* **RECORD SET**:
# # #
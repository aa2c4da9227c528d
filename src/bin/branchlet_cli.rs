#[cfg(target_arch = "wasm32")]
fn main() {}

#[cfg(not(target_arch = "wasm32"))]
fn main() {
    if let Err(err) = native::run() {
        eprintln!("branchlet_cli error: {err}");
        std::process::exit(1);
    }
}

#[cfg(not(target_arch = "wasm32"))]
mod native {
    use branchlet_engine::geom::{
        BranchletOptions, Branchlets, Point3, Segment, Skeleton, Vec3, write_obj, write_snapshot,
    };
    use std::fs::{self, File};
    use std::io::{BufWriter, Write};
    use std::path::{Path, PathBuf};

    const USAGE: &str = r#"branchlet_cli (branchlet-engine)

USAGE:
  branchlet_cli list
  branchlet_cli run <scenario|all> [options]

SCENARIOS:
  straight_tube
  bent_tube
  shallow_joint
  flat_strip
  tuft

OPTIONS (run):
  --out-dir <dir>    Write <scenario>.obj and/or <scenario>.snap to this dir (required for `all`)
  --obj <path>       Write OBJ (single scenario only)
  --snap <path>      Write golden-style snapshot (single scenario only)
  --no-obj           Skip OBJ when using --out-dir
  --no-snap          Skip snapshot when using --out-dir
  --overwrite        Overwrite existing output files
  -h, --help         Show this help
"#;

    pub fn run() -> Result<(), String> {
        let args: Vec<String> = std::env::args().skip(1).collect();
        let mut args = Args::new(args);

        let Some(command) = args.next() else {
            print_usage();
            return Ok(());
        };

        match command.as_str() {
            "list" => {
                print_scenarios();
                Ok(())
            }
            "run" => cmd_run(&mut args),
            "-h" | "--help" | "help" => {
                print_usage();
                Ok(())
            }
            other => Err(format!("unknown command `{other}`\n\n{USAGE}")),
        }
    }

    fn print_usage() {
        println!("{USAGE}");
    }

    fn print_scenarios() {
        for scenario in Scenario::ALL {
            println!("{}", scenario.name());
        }
    }

    fn cmd_run(args: &mut Args) -> Result<(), String> {
        let scenario_name = args.next().ok_or("missing scenario name")?;

        let mut out_dir: Option<PathBuf> = None;
        let mut obj_path: Option<PathBuf> = None;
        let mut snap_path: Option<PathBuf> = None;
        let mut overwrite = false;
        let mut write_obj = true;
        let mut write_snap = true;

        while let Some(arg) = args.next() {
            match arg.as_str() {
                "--out-dir" => out_dir = Some(PathBuf::from(args.value("--out-dir")?)),
                "--obj" => obj_path = Some(PathBuf::from(args.value("--obj")?)),
                "--snap" => snap_path = Some(PathBuf::from(args.value("--snap")?)),
                "--overwrite" => overwrite = true,
                "--no-obj" => write_obj = false,
                "--no-snap" => write_snap = false,
                "-h" | "--help" => {
                    print_usage();
                    return Ok(());
                }
                other => return Err(format!("unknown option `{other}`\n\n{USAGE}")),
            }
        }

        if let Some(dir) = out_dir.as_ref() {
            if obj_path.is_some() || snap_path.is_some() {
                return Err("use either --out-dir or --obj/--snap (not both)".to_string());
            }
            if !write_obj && !write_snap {
                return Err("nothing to write (both --no-obj and --no-snap set)".to_string());
            }

            fs::create_dir_all(dir).map_err(|e| format!("create out dir: {e}"))?;

            if scenario_name == "all" {
                for scenario in Scenario::ALL {
                    run_one_scenario_to_dir(*scenario, dir, write_obj, write_snap, overwrite)?;
                }
                return Ok(());
            }

            let scenario = Scenario::from_str(scenario_name.as_str())
                .ok_or_else(|| unknown_scenario(&scenario_name))?;
            return run_one_scenario_to_dir(scenario, dir, write_obj, write_snap, overwrite);
        }

        if scenario_name == "all" {
            return Err("`run all` requires --out-dir".to_string());
        }

        let scenario =
            Scenario::from_str(scenario_name.as_str()).ok_or_else(|| unknown_scenario(&scenario_name))?;
        let output = run_scenario(scenario)?;

        if let Some(path) = snap_path.as_deref() {
            write_text_file(path, &output.snapshot, overwrite)?;
            eprintln!("wrote {}", path.display());
        } else {
            print!("{}", output.snapshot);
        }

        if let Some(path) = obj_path.as_deref() {
            write_obj_file(path, &output.branchlets, output.name, overwrite)?;
            eprintln!("wrote {}", path.display());
        }

        report(&output);
        Ok(())
    }

    fn run_one_scenario_to_dir(
        scenario: Scenario,
        dir: &Path,
        write_obj: bool,
        write_snap: bool,
        overwrite: bool,
    ) -> Result<(), String> {
        let output = run_scenario(scenario)?;

        if write_snap {
            let path = dir.join(format!("{}.snap", output.name));
            write_text_file(&path, &output.snapshot, overwrite)?;
            eprintln!("wrote {}", path.display());
        }

        if write_obj {
            let path = dir.join(format!("{}.obj", output.name));
            write_obj_file(&path, &output.branchlets, output.name, overwrite)?;
            eprintln!("wrote {}", path.display());
        }

        report(&output);
        Ok(())
    }

    fn report(output: &ScenarioOutput) {
        let buffers = output.branchlets.buffers();
        eprintln!(
            "{}: vertices={} faces={} uvs={} | {}",
            output.name,
            buffers.vertex_count(),
            buffers.face_count(),
            buffers.uv_count(),
            output.branchlets.diagnostics().summary()
        );
    }

    fn unknown_scenario(name: &str) -> String {
        let mut msg = format!("unknown scenario `{name}`\n\navailable scenarios:\n");
        for scenario in Scenario::ALL {
            msg.push_str("  ");
            msg.push_str(scenario.name());
            msg.push('\n');
        }
        msg
    }

    fn refuse_existing(path: &Path, overwrite: bool) -> Result<(), String> {
        if path.exists() && !overwrite {
            return Err(format!(
                "refusing to overwrite existing file {} (use --overwrite)",
                path.display()
            ));
        }
        if let Some(parent) = path.parent() {
            fs::create_dir_all(parent).map_err(|e| format!("create dir {}: {e}", parent.display()))?;
        }
        Ok(())
    }

    fn write_text_file(path: &Path, text: &str, overwrite: bool) -> Result<(), String> {
        refuse_existing(path, overwrite)?;
        fs::write(path, text).map_err(|e| format!("write {}: {e}", path.display()))
    }

    fn write_obj_file(path: &Path, branchlets: &Branchlets, name: &str, overwrite: bool) -> Result<(), String> {
        branchlets
            .buffers()
            .validate()
            .map_err(|e| format!("buffer validation failed: {e}"))?;
        refuse_existing(path, overwrite)?;

        let file = File::create(path).map_err(|e| format!("create {}: {e}", path.display()))?;
        let mut w = BufWriter::new(file);
        write_obj(&mut w, branchlets.buffers(), name).map_err(|e| format!("write obj: {e}"))?;
        w.flush().map_err(|e| format!("flush {}: {e}", path.display()))
    }

    #[derive(Clone, Copy)]
    enum Scenario {
        StraightTube,
        BentTube,
        ShallowJoint,
        FlatStrip,
        Tuft,
    }

    impl Scenario {
        const ALL: &'static [Scenario] = &[
            Scenario::StraightTube,
            Scenario::BentTube,
            Scenario::ShallowJoint,
            Scenario::FlatStrip,
            Scenario::Tuft,
        ];

        fn name(self) -> &'static str {
            match self {
                Scenario::StraightTube => "straight_tube",
                Scenario::BentTube => "bent_tube",
                Scenario::ShallowJoint => "shallow_joint",
                Scenario::FlatStrip => "flat_strip",
                Scenario::Tuft => "tuft",
            }
        }

        fn from_str(name: &str) -> Option<Self> {
            Self::ALL.iter().copied().find(|s| s.name() == name)
        }
    }

    struct ScenarioOutput {
        name: &'static str,
        branchlets: Branchlets,
        snapshot: String,
    }

    fn run_scenario(scenario: Scenario) -> Result<ScenarioOutput, String> {
        let name = scenario.name();
        let branchlets = match scenario {
            Scenario::StraightTube => single(
                4,
                &[
                    Segment::new(Vec3::new(0.0, 1.0, 0.0), 0.1),
                    Segment::new(Vec3::new(0.0, 1.0, 0.0), 0.1),
                ],
            )?,
            Scenario::BentTube => single(8, &bent_segments())?,
            Scenario::ShallowJoint => single(
                6,
                &[
                    Segment::new(Vec3::new(0.0, 1.0, 0.0), 0.5),
                    Segment::new(Vec3::new(0.3, 1.0, 0.0), 0.4),
                ],
            )?,
            Scenario::FlatStrip => single(2, &bent_segments())?,
            Scenario::Tuft => tuft()?,
        };

        Ok(ScenarioOutput {
            name,
            snapshot: write_snapshot(name, branchlets.buffers()),
            branchlets,
        })
    }

    fn bent_segments() -> Vec<Segment> {
        vec![
            Segment::new(Vec3::new(0.0, 1.0, 0.0), 0.3),
            Segment::new(Vec3::new(0.8, 1.0, 0.0), 0.2),
            Segment::new(Vec3::new(0.0, 0.5, 0.9), 0.1),
        ]
    }

    fn single(sides: usize, segments: &[Segment]) -> Result<Branchlets, String> {
        Branchlets::create(Point3::ORIGIN, sides, segments, 0.0).map_err(|e| e.to_string())
    }

    /// Five tapering branchlets fanned around the Y axis, stacked in v.
    fn tuft() -> Result<Branchlets, String> {
        let options = BranchletOptions {
            u_width_multiplier: 1.0,
            texture_aspect: 2.0,
        };
        let mut branchlets = Branchlets::with_options(5, options).map_err(|e| e.to_string())?;

        let batch = (0..5)
            .map(|i| {
                let angle = f64::from(i) * std::f64::consts::TAU / 5.0;
                let (sin, cos) = angle.sin_cos();
                let segments = vec![
                    Segment::new(Vec3::new(0.3 * cos, 1.0, 0.3 * sin), 0.08),
                    Segment::new(Vec3::new(0.6 * cos, 0.6, 0.6 * sin), 0.05),
                    Segment::new(Vec3::new(0.5 * cos, 0.1, 0.5 * sin), 0.02),
                ];
                let skeleton = Skeleton::new(Point3::ORIGIN, segments).map_err(|e| e.to_string())?;
                Ok((skeleton, f64::from(i) * 4.0))
            })
            .collect::<Result<Vec<_>, String>>()?;

        branchlets.add_batch(&batch).map_err(|e| e.to_string())?;
        Ok(branchlets)
    }

    struct Args {
        args: Vec<String>,
        pos: usize,
    }

    impl Args {
        fn new(args: Vec<String>) -> Self {
            Self { args, pos: 0 }
        }

        fn next(&mut self) -> Option<String> {
            let arg = self.args.get(self.pos)?.clone();
            self.pos += 1;
            Some(arg)
        }

        fn value(&mut self, flag: &str) -> Result<String, String> {
            self.next()
                .ok_or_else(|| format!("missing value for {flag}"))
        }
    }
}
# # #
* **TASK BRIEF**: In the entries above, work out how many lines contain the string "batch", and give only that number.

* **WRITTEN REPLY**: 2